Оптимизм авторов приуроченного к 8 Марта альманаха, которые предполагают, что по кассовым сборам проект обгонит недавние русские народные кинохиты, не кажется преувеличенным — как минимум в силу всеохватности целевой аудитории. Для того, скажем, чтобы пойти на «Елки 2», надо истово любить присыпанный конфетти салат оливье, символизирующий новогоднее настроение, не только в его пищевой, но и в целлулоидной разновидности. Для похода на «Высоцкого» — знать что-нибудь про Высоцкого или, по крайней мере, быть разборчивым ценителем оригинально решенных картин про зомби.
Тогда как особенности отношений детей и матерей теоретически интересны всякому — по крайней мере тому, кто не солидарен с вложенным в уста Гоши Куценко тезисом, что сыновняя привязанность слепа и бессистемна.
Как, пользуясь метафорой героя, чувство новорожденного цыпленка, который вместо отлучившейся по делу курицы может принять за маму завалявшийся рядом в момент вылупления посторонний мусор, да так и любить его в дальнейшем на автомате.
При таких постыдных воззрениях персонаж Куценко, магнат шоу-бизнеса из новеллы «Операция «8 марта» Эльдара Савалатова, естественно, терпит моральный крах. Уберегаемый им от бывшей жены-певицы сын путем иезуитских уловок добирается-таки до сосланной в коммуналку мамы. И вот уже в четыре руки они заклеивают стены закутка полосами таблоидов, посвященных разводу продюсера и артистки. Получается все повеселее, чем стерильно-белые чертоги в поместье папы (художник-постановщик Давид Дадунашвили и в других историях обращается за вдохновением к прозекторским интерьерам кубриковской «Космической одиссеи 2012», когда требуется организовать в кадре домашний уют).
Однако этот концептуальный ремонтный хеппенинг позволяет предположить, что продюсер пытался уберечь подростка от влияния своей экстравагантной бывшей не просто так.
Но если «Операция «8 марта» — скорее триллер со смутно-тревожным финалом, то авторы прочих новелл стремятся следовать заданному слогану «доброе кино». И воспевают материнство, балансируя между социальной агиткой и киноанекдотом. Наиболее состоятельным высказыванием выглядит история Карена Оганесяна «Я – не Коля»:
герой Михаила Пореченкова, бандит, занятый выбиванием чужих долгов, понимает, что единственный способ избавиться от звонков посторонней старушки (Екатерина Васильева), которая ошибается номером, — помочь ей решить хозяйственные проблемы.
У Оганесяна есть эффектная сцена с участием говяжьих туш и вспоротого плюшевого медвежонка, однако наиболее основательно поселиться в сознании зрителя суждено фрагменту новеллы Дмитрия Дюжева «Моей любимой».
Смертельно бледный и нарядный Сергей Безруков, печатающий шаг через мерзлое русское поле, выглядит не покаянным блудным сыном (который по сюжету имеется в виду), а особо инфернальным кандидатом в президенты из предвыборного ролика:
сейчас вот доберется под симфоническую музыку до электората и покажет ему кузькину мать.

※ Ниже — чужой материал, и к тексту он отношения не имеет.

//! # release-badge
//!
//! Resolves the release a project download page should advertise.
//!
//! ## Overview
//!
//! `release-badge` queries the GitHub releases of a repository, picks the
//! best release and its Windows installer, and hands the result to a
//! presenter that fills in the badge, version label and download links.
//! The selected release is cached locally for a few hours so repeated
//! page builds do not hit the API.
//!
//! ## Selection rules
//!
//! - Drafts are never selected
//! - Stable releases are preferred; prereleases are used only when no stable release exists
//! - The highest `major.minor.patch` found in the tag wins, ties go to the later publish time
//! - Releases without a parseable tag are used only when nothing else parses
//! - The installer is the first `.exe` naming the product and an installer role,
//!   then the first naming the product, then the first `.exe`
//!
//! ## Usage
//!
//! ```bash
//! # Print badge values for a repository
//! release-badge opendrop/opendrop
//!
//! # Emit JSON and bypass the on-disk cache
//! release-badge opendrop/opendrop --format json --no-cache
//! ```
//!
//! ## Configuration
//!
//! Configuration can be specified in `<config dir>/release-badge.toml` or
//! passed with `--config`.

/// Installer asset selection by file name
pub mod asset;

/// Time-boxed single-entry release cache and its storage backends
pub mod cache;

/// Command-line interface definitions and argument parsing
pub mod cli;

/// Configuration file handling and defaults
pub mod config;

/// Error types and error handling utilities
pub mod error;

/// GitHub API client for listing releases
pub mod github;

/// Cache-then-fetch flow feeding the presenter
pub mod orchestrator;

/// Page element values and presenters
pub mod presentation;

/// Release records and best-release selection
pub mod release;

/// Version extraction from tags and ordering
pub mod version;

Дальнейшее развитие событий с участием попавшихся на пути героя электората и матери предчувствия подтверждает. Леденящий пафос «Моей любимой» несколько растопляет «Напарник» Алана Бадоева, где, на контрасте с Безруковым, Лия Ахеджакова в числе прочего успешно нейтрализует наркоторговца дизайнерской туфелькой.
Поскольку дело во всех новеллах происходит 8 марта, авторы эпизодически задумываются, чего бы подарить героиням-мамам (прыжок с парашютом для Марины Голуб в «Открытке» Евгения Абызова; столичный продюсер Верник для Анастасии Заворотнюк в «Ведущей» Тихона Корнева). Но, расшаркиваясь в прекрасных чувствах к женщинам, постановщики-мужчины по известному гендерному обыкновению увлеченно талдычат о себе. Если в картине кто и целуется под проливным дождем (как в новелле Сарика Андреасяна «Отец и сын»), то уж конечно не с матерью. Наиболее далеко в исследовании мужской психологии заходит Ашот Кещян. Из его зарисовки «Мама, положи деньги» следует оргвывод, что нежно любить маму и быть циничной сволотой (бывалой или только начинающей) – явления, которые не то что не конфликтуют, а вполне себе плавно проистекают одно из другого.